Bisnis.com, JAKARTA — Istana Kepresidenan menegaskan bahwa gejolak kenaikan Pajak Bumi dan Bangunan (PBB) di Kabupaten Pati, Jawa Tengah oleh Bupati Pati Sudewo tidak terkait langsung dengan kebijakan efisiensi anggaran pemerintah pusat.
Kepala Komunikasi Kepresidenan (Presidential Communication Office/PCO) Hasan Nasbi menekankan bahwa kebijakan penaikan PBB-P2 tersebut merupakan kewenangan penuh pemerintah daerah.
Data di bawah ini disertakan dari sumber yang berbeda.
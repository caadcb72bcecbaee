//! Procedural diffuse and normal maps for the demo scene.

use gl::types::*;

pub struct Texture {
    id: GLuint,
}

impl Texture {
    /// Upload tightly packed RGBA8 pixels, first row at the top of the image.
    pub fn from_rgba(width: u32, height: u32, pixels: &[u8]) -> Self {
        debug_assert_eq!(pixels.len(), (width * height * 4) as usize);
        let mut id = 0;
        unsafe {
            gl::GenTextures(1, &mut id);
            gl::BindTexture(gl::TEXTURE_2D, id);
            gl::TexParameteri(gl::TEXTURE_2D, gl::TEXTURE_MIN_FILTER, gl::LINEAR as GLint);
            gl::TexParameteri(gl::TEXTURE_2D, gl::TEXTURE_MAG_FILTER, gl::LINEAR as GLint);
            gl::TexParameteri(gl::TEXTURE_2D, gl::TEXTURE_WRAP_S, gl::CLAMP_TO_EDGE as GLint);
            gl::TexParameteri(gl::TEXTURE_2D, gl::TEXTURE_WRAP_T, gl::CLAMP_TO_EDGE as GLint);
            gl::TexImage2D(
                gl::TEXTURE_2D,
                0,
                gl::RGBA8 as GLint,
                width as GLsizei,
                height as GLsizei,
                0,
                gl::RGBA,
                gl::UNSIGNED_BYTE,
                pixels.as_ptr() as *const _,
            );
            gl::BindTexture(gl::TEXTURE_2D, 0);
        }
        Self { id }
    }

    pub fn bind(&self, unit: i32) {
        unsafe {
            gl::ActiveTexture(gl::TEXTURE0 + unit as GLenum);
            gl::BindTexture(gl::TEXTURE_2D, self.id);
        }
    }
}

impl Drop for Texture {
    fn drop(&mut self) {
        unsafe {
            gl::DeleteTextures(1, &self.id);
        }
    }
}

/// Diffuse and normal map sharing one size.
pub struct Material {
    pub diffuse: Texture,
    pub normals: Texture,
}

impl Material {
    pub fn bind(&self, diffuse_unit: i32, normal_unit: i32) {
        self.normals.bind(normal_unit);
        self.diffuse.bind(diffuse_unit);
    }
}

/// CPU-side surface description: albedo, height and gloss per texel.
pub struct SurfaceImage {
    pub width: u32,
    pub height: u32,
    albedo: Vec<[f32; 3]>,
    heights: Vec<f32>,
    gloss: Vec<f32>,
}

impl SurfaceImage {
    fn new(width: u32, height: u32) -> Self {
        let n = (width * height) as usize;
        Self {
            width,
            height,
            albedo: vec![[0.0; 3]; n],
            heights: vec![0.0; n],
            gloss: vec![0.0; n],
        }
    }

    fn index(&self, x: i32, y: i32) -> usize {
        let x = x.clamp(0, self.width as i32 - 1) as u32;
        let y = y.clamp(0, self.height as i32 - 1) as u32;
        (y * self.width + x) as usize
    }

    pub fn diffuse_pixels(&self) -> Vec<u8> {
        self.albedo
            .iter()
            .flat_map(|c| [to_byte(c[0]), to_byte(c[1]), to_byte(c[2]), 255])
            .collect()
    }

    /// Tangent-space normals from the height field, y-up, gloss in alpha.
    pub fn normal_pixels(&self, strength: f32) -> Vec<u8> {
        let mut out = Vec::with_capacity(self.heights.len() * 4);
        for y in 0..self.height as i32 {
            for x in 0..self.width as i32 {
                let dx = self.heights[self.index(x + 1, y)] - self.heights[self.index(x - 1, y)];
                // Rows run top to bottom, so "up" is the previous row.
                let dy = self.heights[self.index(x, y - 1)] - self.heights[self.index(x, y + 1)];
                let n = glam::Vec3::new(-dx * strength, -dy * strength, 1.0).normalize();
                let gloss = self.gloss[self.index(x, y)];
                out.extend_from_slice(&[
                    to_byte(n.x * 0.5 + 0.5),
                    to_byte(n.y * 0.5 + 0.5),
                    to_byte(n.z * 0.5 + 0.5),
                    to_byte(gloss),
                ]);
            }
        }
        out
    }

    pub fn upload(&self, strength: f32) -> Material {
        Material {
            diffuse: Texture::from_rgba(self.width, self.height, &self.diffuse_pixels()),
            normals: Texture::from_rgba(self.width, self.height, &self.normal_pixels(strength)),
        }
    }
}

fn to_byte(v: f32) -> u8 {
    (v.clamp(0.0, 1.0) * 255.0).round() as u8
}

/// Cheap integer hash to [0, 1).
fn noise(x: u32, y: u32, seed: u32) -> f32 {
    let mut h = x.wrapping_mul(374_761_393) ^ y.wrapping_mul(668_265_263) ^ seed;
    h = (h ^ (h >> 13)).wrapping_mul(1_274_126_177);
    h ^= h >> 16;
    (h & 0xffff) as f32 / 65536.0
}

pub fn bricks(width: u32, height: u32) -> SurfaceImage {
    const BRICK_W: u32 = 48;
    const BRICK_H: u32 = 20;
    const MORTAR: u32 = 3;
    const BEVEL: f32 = 4.0;

    let mut img = SurfaceImage::new(width, height);
    for y in 0..height {
        let row = y / BRICK_H;
        let shift = if row % 2 == 0 { 0 } else { BRICK_W / 2 };
        for x in 0..width {
            let col = (x + shift) / BRICK_W;
            let bx = (x + shift) % BRICK_W;
            let by = y % BRICK_H;
            let i = (y * width + x) as usize;

            let edge = bx.min(BRICK_W - 1 - bx).min(by).min(BRICK_H - 1 - by);
            if edge < MORTAR {
                let grit = noise(x, y, 7) * 0.08;
                img.albedo[i] = [0.42 + grit, 0.40 + grit, 0.37 + grit];
                img.heights[i] = 0.0;
                img.gloss[i] = 0.05;
            } else {
                let tint = noise(col, row, 1) * 0.2;
                let grain = noise(x, y, 3) * 0.1;
                img.albedo[i] = [0.55 + tint + grain, 0.22 + tint * 0.5 + grain, 0.16 + grain];
                img.heights[i] = ((edge - MORTAR) as f32 / BEVEL).min(1.0) - grain;
                img.gloss[i] = 0.35 + tint;
            }
        }
    }
    img
}

pub fn planks(width: u32, height: u32) -> SurfaceImage {
    const PLANK_W: u32 = 32;

    let mut img = SurfaceImage::new(width, height);
    for y in 0..height {
        for x in 0..width {
            let plank = x / PLANK_W;
            let px = x % PLANK_W;
            let i = (y * width + x) as usize;

            let seam = px == 0 || px == PLANK_W - 1;
            let phase = noise(plank, 0, 11) * 40.0;
            let ring = ((y as f32 + phase) * 0.15 + (px as f32 * 0.4).sin() * 2.0).sin() * 0.5 + 0.5;
            let tint = noise(plank, 1, 5) * 0.15;

            img.albedo[i] = [
                0.45 + ring * 0.15 + tint,
                0.28 + ring * 0.08 + tint * 0.6,
                0.14 + ring * 0.04,
            ];
            img.heights[i] = if seam { 0.0 } else { 0.6 + ring * 0.2 };
            img.gloss[i] = if seam { 0.0 } else { 0.6 * ring };
        }
    }
    img
}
“Untuk kejadian yang di Pati, kami berharap ini bisa diselesaikan dengan baik. Semua pihak bisa berdialog, bertemu dengan kepala dingin, dengan pikiran hati yang tenang untuk bisa menyelesaikan persoalan ini dengan baik,” kata Hasan saat memberikan keterangan pers di Ruang Visualisasi lantai 15, Kantor PCO, Gedung Kwarnas, Gambir, Jakarta, Kamis (14/8/2025).
Hasan membantah pandangan yang mengaitkan kenaikan PBB di Pati dengan kebijakan efisiensi yang dilakukan pemerintah pusat pada awal 2025.
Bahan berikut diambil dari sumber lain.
//! Key management for transaction signing
//!
//! The pipeline only talks to the [`KeyManager`] trait. [`LocalKeyManager`] is
//! an in-memory ed25519 keyring with per-key passwords, suitable for tools,
//! tests and single-process services.

use crate::tx_builder::envelope::PublicKey;
use crate::tx_builder::errors::{PipelineResult, TxError};
use anyhow::{Context, Result};
use ed25519_dalek::{Signature, Signer, SigningKey, Verifier, VerifyingKey};
use parking_lot::RwLock;
use rand::RngCore;
use sha2::{Digest, Sha256};
use std::collections::HashMap;
use std::path::Path;
use tracing::debug;
use zeroize::Zeroize;

/// Type URL of ed25519 public keys
pub const ED25519_PUBKEY_TYPE: &str = "/cosmos.crypto.ed25519.PubKey";

/// Public information about a stored key
#[derive(Debug, Clone, PartialEq, Eq)]
pub struct KeyInfo {
    pub name: String,
    pub address: String,
    pub public_key: PublicKey,
}

/// External key manager used by the transaction factory
pub trait KeyManager: Send + Sync {
    /// Look up a key by name
    fn find(&self, name: &str) -> PipelineResult<KeyInfo>;

    /// Sign `msg` with the named key, returning the signature and public key
    fn sign(&self, name: &str, password: &str, msg: &[u8]) -> PipelineResult<(Vec<u8>, PublicKey)>;
}

/// Derive the account address of a public key (hex of the first 20 bytes of its SHA-256)
pub fn address_from_public_key(public_key: &PublicKey) -> String {
    let digest = Sha256::digest(&public_key.key);
    hex::encode(&digest[..20])
}

/// Verify an ed25519 signature produced by [`LocalKeyManager`]
pub fn verify_signature(public_key: &PublicKey, msg: &[u8], signature: &[u8]) -> bool {
    let Ok(key_bytes) = <[u8; 32]>::try_from(public_key.key.as_slice()) else {
        return false;
    };
    let Ok(key) = VerifyingKey::from_bytes(&key_bytes) else {
        return false;
    };
    let Ok(sig) = Signature::from_slice(signature) else {
        return false;
    };
    key.verify(msg, &sig).is_ok()
}

struct StoredKey {
    signing_key: SigningKey,
    password_hash: [u8; 32],
    info: KeyInfo,
}

fn hash_password(password: &str) -> [u8; 32] {
    Sha256::digest(password.as_bytes()).into()
}

/// In-memory ed25519 keyring
#[derive(Default)]
pub struct LocalKeyManager {
    keys: RwLock<HashMap<String, StoredKey>>,
}

impl LocalKeyManager {
    pub fn new() -> Self {
        Self::default()
    }

    /// Store a key from its 32-byte secret; replaces any key with the same name
    pub fn add(&self, name: &str, password: &str, mut secret: [u8; 32]) -> PipelineResult<KeyInfo> {
        if name.is_empty() {
            secret.zeroize();
            return Err(TxError::signing("key name must not be empty"));
        }
        if secret.iter().all(|&b| b == 0) {
            return Err(TxError::signing("invalid key: all-zero secret rejected"));
        }
        let signing_key = SigningKey::from_bytes(&secret);
        secret.zeroize();

        let public_key = PublicKey {
            type_url: ED25519_PUBKEY_TYPE.to_string(),
            key: signing_key.verifying_key().to_bytes().to_vec(),
        };
        let info = KeyInfo {
            name: name.to_string(),
            address: address_from_public_key(&public_key),
            public_key,
        };
        debug!(key = %name, address = %info.address, "Key added to keyring");
        self.keys.write().insert(
            name.to_string(),
            StoredKey {
                signing_key,
                password_hash: hash_password(password),
                info: info.clone(),
            },
        );
        Ok(info)
    }

    /// Generate a fresh random key
    pub fn generate(&self, name: &str, password: &str) -> PipelineResult<KeyInfo> {
        let mut secret = [0u8; 32];
        rand::thread_rng().fill_bytes(&mut secret);
        self.add(name, password, secret)
    }

    /// Import a key from a file holding either 32 raw bytes, a JSON byte array
    /// or a hex string
    pub fn import_file(&self, name: &str, password: &str, path: impl AsRef<Path>) -> Result<KeyInfo> {
        let path = path.as_ref();
        let mut raw = std::fs::read(path)
            .with_context(|| format!("Failed to read key file: {}", path.display()))?;

        let mut secret = if raw.len() == 32 {
            raw.clone()
        } else {
            let text = std::str::from_utf8(&raw).context("Key file is neither raw bytes nor text")?;
            let text = text.trim();
            if text.starts_with('[') {
                serde_json::from_str::<Vec<u8>>(text).context("Failed to parse key JSON")?
            } else {
                hex::decode(text).context("Failed to parse key hex")?
            }
        };
        raw.zeroize();

        let result = match <[u8; 32]>::try_from(secret.as_slice()) {
            Ok(bytes) => self.add(name, password, bytes).map_err(anyhow::Error::from),
            Err(_) => Err(anyhow::anyhow!(
                "Invalid key length: expected 32 bytes, got {}",
                secret.len()
            )),
        };
        secret.zeroize();
        result
    }

    pub fn remove(&self, name: &str) -> bool {
        self.keys.write().remove(name).is_some()
    }

    pub fn names(&self) -> Vec<String> {
        let mut names: Vec<String> = self.keys.read().keys().cloned().collect();
        names.sort();
        names
    }
}

impl KeyManager for LocalKeyManager {
    fn find(&self, name: &str) -> PipelineResult<KeyInfo> {
        self.keys
            .read()
            .get(name)
            .map(|k| k.info.clone())
            .ok_or_else(|| TxError::signing(format!("key not found: {}", name)))
    }

    fn sign(&self, name: &str, password: &str, msg: &[u8]) -> PipelineResult<(Vec<u8>, PublicKey)> {
        let keys = self.keys.read();
        let key = keys
            .get(name)
            .ok_or_else(|| TxError::signing(format!("key not found: {}", name)))?;
        if key.password_hash != hash_password(password) {
            return Err(TxError::signing(format!("wrong password for key: {}", name)));
        }
        let signature = key.signing_key.sign(msg);
        Ok((signature.to_bytes().to_vec(), key.info.public_key.clone()))
    }
}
Menurutnya bahwa tuduhan terkait dengan hal-hal yang dilakukan oleh beberapa pemerintah daerah untuk menaikkan pajak bukan berimbas karena efisiensi yang dilakukan pemerintah yang disebabkan dana yang ditransfer ke daerah minim, sehingga pembangunan terhambat yang pada ujungnya memaksa pemerintah daerah melakukan pengambilan anggaran di sektor lain.
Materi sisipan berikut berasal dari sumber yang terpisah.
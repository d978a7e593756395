//! tx-pipeline - transaction pipeline for proof-of-stake chain clients
//!
//! Builds, signs and broadcasts transactions for many concurrent senders:
//!
//! - **Sequence management**: TTL cache of account number / next sequence and
//!   fixed-shard per-address locking
//! - **Transaction building**: single-use factory with fee derivation and
//!   two-phase signing
//! - **Broadcasting**: submit with automatic retry on stale sequences
//! - **Batching**: sequential chunked sends with adaptive chunk sizes
//!
//! Transport, key storage and message codecs are collaborators behind traits
//! ([`rpc_manager::AccountQuerier`], [`rpc_manager::BroadcastTransport`],
//! [`wallet::KeyManager`], [`tx_builder::TxConfig`]).

pub mod broadcast;
pub mod client;
pub mod config;
pub mod metrics;
pub mod observability;
pub mod structured_logging;
pub mod tx_builder;
pub mod types;
pub mod wallet;

#[path = "rpc manager/mod.rs"]
pub mod rpc_manager;

#[path = "sequence manager/mod.rs"]
pub mod sequence_manager;

#[cfg(any(test, feature = "test_utils"))]
pub mod test_utils;

// Re-export commonly used types
pub use broadcast::BatchError;
pub use client::TxClient;
pub use config::ClientConfig;
pub use tx_builder::{BoxedMsg, Msg, PipelineResult, RawMsg, TxError};
pub use types::{BaseTx, BroadcastMode, ResultTx};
Oleh sebab itu, Hasan menilai bahwa terkait dengan kebijakan efisiensi menjadi momok pemerintah daerah untuk menaikkan pajak demi mendulang pemasukan merupakan sebuah tanggapan yang prematur.
Baca Juga
“Efisiensi awal 2025 itu tidak hanya untuk satu kabupaten kota, tidak hanya untuk dua kabupaten kota, tapi untuk lima ratusan kabupaten kota. Untuk seluruh kementerian dan lembaga yang ada di pemerintah pusat. Jadi kalau ada kejadian spesifik, satu kejadian, seperti yang terjadi di Pati, ini adalah murni dinamika lokal,” tegasnya.
Dia menjelaskan, penentuan tarif PBB-P2 (Pajak Bumi dan Bangunan Perdesaan dan Perkotaan) berada di tangan pemerintah daerah melalui peraturan daerah (perda) yang disepakati bersama DPRD. Beberapa perda terkait tarif PBB bahkan telah ditetapkan sejak 2023 atau 2024, dan baru dijalankan pada tahun ini.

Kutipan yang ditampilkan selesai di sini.